Tell Someone You Trust
One of the reasons that alcohol abuse is a growing problem is that it is one that is easily concealed. Alcohol's ready availability and low cost often creates situations where even close family members are not aware that a problem exists. If you are abusing alcohol, the first step in dealing with the problem successfully is to confide in someone you trust. Just the act of actually speaking out loud about your alcohol use with a spouse, partner, close friend, relative, member of your church, or a support group can help you come to terms with the problem and begin to move toward finding a way to address it.
Set Small Goals
Alcohol abuse is often related to an activity that becomes a habit, such as stopping at the bar on the way home from work or buying and consuming a bottle of wine or a several beers on your day off. Setting small goals that change these destructive habits, such as choosing to abstain from drinking on the way home from work just once each week or foregoing that weekend binge will help you have the confidence to increase your goals, bit by bit. Once you see that you can eliminate alcohol from specific periods in your life, you will begin to feel empowered to stop drinking completely.
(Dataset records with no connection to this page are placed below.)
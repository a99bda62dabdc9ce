//! Registration API
//!
//! `POST`, `GET` and `DELETE` on `/proxy` (and its `/runner` alias) manage the
//! caller's custom domain bindings. Every call needs a bearer credential that
//! the authorization service accepts. Certificates follow the bindings:
//! registering issues one, deleting revokes it.

use crate::certs::CertError;
use crate::db::DomainBinding;
use crate::error::{json_error_response, json_response, ProxyBody, ProxyErrorCode};
use crate::identity::{Authorizer, IdentityError, ResolvedIdentity};
use crate::lifecycle::CertificateManager;
use crate::registry::{DomainRegistry, RegistryError};
use http_body_util::{BodyExt, Limited};
use hyper::header::{HeaderMap, AUTHORIZATION};
use hyper::{Method, Request, Response, StatusCode};
use serde::{Deserialize, Serialize};
use std::sync::Arc;
use thiserror::Error;
use tracing::{debug, error, warn};

/// Largest accepted request body
const MAX_BODY_BYTES: usize = 64 * 1024;

#[derive(Debug, Error)]
pub enum ApiError {
    #[error(transparent)]
    Identity(#[from] IdentityError),
    #[error("{0}")]
    InvalidRequest(String),
    #[error(transparent)]
    Storage(anyhow::Error),
}

impl From<RegistryError> for ApiError {
    fn from(err: RegistryError) -> Self {
        match err {
            RegistryError::InvalidDomain(reason) => ApiError::InvalidRequest(reason),
            RegistryError::Storage(e) => ApiError::Storage(e),
        }
    }
}

impl ApiError {
    pub fn into_response(self) -> Response<ProxyBody> {
        match self {
            ApiError::Identity(IdentityError::AuthenticationFailed(reason)) => {
                json_error_response(ProxyErrorCode::AuthenticationFailed, reason)
            }
            ApiError::Identity(IdentityError::MalformedIdentifier(reason)) => {
                json_error_response(ProxyErrorCode::MalformedIdentifier, reason)
            }
            ApiError::InvalidRequest(reason) => json_error_response(ProxyErrorCode::InvalidRequest, reason),
            ApiError::Storage(e) => {
                error!(error = %e, "Registry storage failure");
                json_error_response(ProxyErrorCode::StorageError, "Storage unavailable")
            }
        }
    }
}

/// Body of create and delete calls
#[derive(Debug, Clone, Deserialize)]
#[serde(rename_all = "camelCase")]
pub struct BindingRequest {
    pub domain: String,
    #[serde(default)]
    pub token: Option<String>,
    #[serde(default, alias = "endPointType")]
    pub endpoint_type: Option<String>,
}

#[derive(Debug, Serialize)]
#[serde(rename_all = "camelCase")]
pub struct CreateResponse {
    #[serde(flatten)]
    pub binding: DomainBinding,
    pub certificate_issued: bool,
    #[serde(skip_serializing_if = "Option::is_none")]
    pub certificate_error: Option<String>,
}

#[derive(Debug, Serialize)]
#[serde(rename_all = "camelCase")]
pub struct DeleteResponse {
    pub deleted: usize,
    pub certificate_revoked: bool,
    #[serde(skip_serializing_if = "Option::is_none")]
    pub certificate_error: Option<String>,
}

pub struct RegistrationApi {
    registry: DomainRegistry,
    certificates: Arc<CertificateManager>,
    authorizer: Arc<dyn Authorizer>,
}

impl RegistrationApi {
    pub fn new(
        registry: DomainRegistry,
        certificates: Arc<CertificateManager>,
        authorizer: Arc<dyn Authorizer>,
    ) -> Self {
        Self {
            registry,
            certificates,
            authorizer,
        }
    }

    /// Resolve the caller from the Authorization header
    pub async fn authenticate(&self, headers: &HeaderMap) -> Result<ResolvedIdentity, ApiError> {
        let credential = headers
            .get(AUTHORIZATION)
            .and_then(|v| v.to_str().ok())
            .filter(|v| !v.trim().is_empty())
            .ok_or_else(|| IdentityError::AuthenticationFailed("missing Authorization header".to_string()))?;

        Ok(self.authorizer.verify_credential(credential).await?)
    }

    /// Save the binding, then try to issue its certificate.
    ///
    /// Issuance failure does not undo the binding.
    pub async fn create(
        &self,
        identity: &ResolvedIdentity,
        request: BindingRequest,
    ) -> Result<CreateResponse, ApiError> {
        let binding = self
            .registry
            .upsert_binding(
                &identity.email,
                &request.domain,
                request.endpoint_type.as_deref(),
                request.token.as_deref(),
            )
            .await?;

        let (certificate_issued, certificate_error) = match self.certificates.issue(&binding.domain).await {
            Ok(_) => (true, None),
            Err(e) => {
                warn!(domain = %binding.domain, error = %e, "Domain registered without certificate");
                (false, Some(soft_failure(&e)))
            }
        };

        Ok(CreateResponse {
            binding,
            certificate_issued,
            certificate_error,
        })
    }

    pub async fn list(&self, identity: &ResolvedIdentity) -> Result<Vec<DomainBinding>, ApiError> {
        Ok(self.registry.list_bindings(&identity.email).await?)
    }

    /// Delete matching bindings, then revoke the domain's certificate once nobody binds it
    pub async fn delete(
        &self,
        identity: &ResolvedIdentity,
        request: BindingRequest,
    ) -> Result<DeleteResponse, ApiError> {
        let deleted = self
            .registry
            .delete_binding(
                &identity.email,
                &request.domain,
                request.token.as_deref(),
                request.endpoint_type.as_deref(),
            )
            .await?;

        // A certificate lives until its domain leaves the registry: revoke once the
        // last binding is gone, whatever this call removed. Another account's
        // binding keeps it alive.
        let domain = crate::registry::normalize_domain(&request.domain)?;
        if self.registry.find_by_domain(&domain, None, None).await?.is_some() {
            debug!(domain = %domain, "Domain still bound, keeping certificate");
            return Ok(DeleteResponse {
                deleted,
                certificate_revoked: false,
                certificate_error: None,
            });
        }

        let (certificate_revoked, certificate_error) = match self.certificates.revoke(&domain).await {
            Ok(removed) => (removed, None),
            Err(e) => (false, Some(soft_failure(&e))),
        };

        Ok(DeleteResponse {
            deleted,
            certificate_revoked,
            certificate_error,
        })
    }

    /// Serve one HTTP request on the registration path
    pub async fn handle(&self, req: Request<ProxyBody>) -> Response<ProxyBody> {
        let method = req.method().clone();
        if method != Method::GET && method != Method::POST && method != Method::DELETE {
            return json_error_response(ProxyErrorCode::MethodNotAllowed, "Use GET, POST or DELETE");
        }

        let result: Result<Response<ProxyBody>, ApiError> = async {
            let identity = self.authenticate(req.headers()).await?;
            debug!(%method, owner = %identity.email, "Registration API request");

            if method == Method::GET {
                return to_json(StatusCode::OK, &self.list(&identity).await?);
            }

            let body = read_binding_request(req).await?;
            if method == Method::POST {
                to_json(StatusCode::OK, &self.create(&identity, body).await?)
            } else {
                to_json(StatusCode::OK, &self.delete(&identity, body).await?)
            }
        }
        .await;

        result.unwrap_or_else(ApiError::into_response)
    }
}

fn soft_failure(err: &CertError) -> String {
    match err {
        CertError::Storage(_) => "certificate store unavailable".to_string(),
        other => other.to_string(),
    }
}

async fn read_binding_request(req: Request<ProxyBody>) -> Result<BindingRequest, ApiError> {
    let body = Limited::new(req.into_body(), MAX_BODY_BYTES)
        .collect()
        .await
        .map_err(|e| ApiError::InvalidRequest(format!("Failed to read body: {}", e)))?
        .to_bytes();

    let request: BindingRequest = serde_json::from_slice(&body)
        .map_err(|e| ApiError::InvalidRequest(format!("Invalid JSON: {}", e)))?;
    if request.domain.trim().is_empty() {
        return Err(ApiError::InvalidRequest("domain is required".to_string()));
    }
    Ok(request)
}

fn to_json<T: Serialize>(status: StatusCode, value: &T) -> Result<Response<ProxyBody>, ApiError> {
    let body = serde_json::to_string(value).map_err(|e| ApiError::Storage(e.into()))?;
    Ok(json_response(status, body))
}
Seek Support from Others Who Have Dealt With Similar Issues
As an abuser of alcohol, you may feel like other people in your life are judging you. This is especially true if they have not dealt with any type of addiction issue in their own life. To avoid this issue and help you move forward toward success, join a support group, such as Alcoholic's Anonymous, or any group where you will feel that you are among peers. The people in these groups have experienced their own struggles with addictive behavior and know how to best offer the support and assistance you need to keep moving forward in your wining the battle with alcohol.
Change the Focus
Alcohol and many other addictions can cause people to narrow their focus and lose sight of what is going on in the world around them. When this occurs, it can become even more difficult for you to forego using alcohol to self-medicate. To help you take the focus off your own situation, find an organization that helps people better their lives and begin volunteering regularly. Whether it is serving at a homeless shelter, cleaning up the local park or helping to build or repair housing for those less fortunate, the act of giving your time and attention to others will improve your mood, widen your view of the world and strengthen your resolve to improve your own situation.
Give Serious Thought to Entering Rehab
Alcohol can be extremely difficult to give up on your own, even when you work to move forward with positive actions. However, many people are able to stop drinking with the help of a good alcohol rehab program. Many of these programs offer both in-patient and out-patient programs with flexible treatment schedules.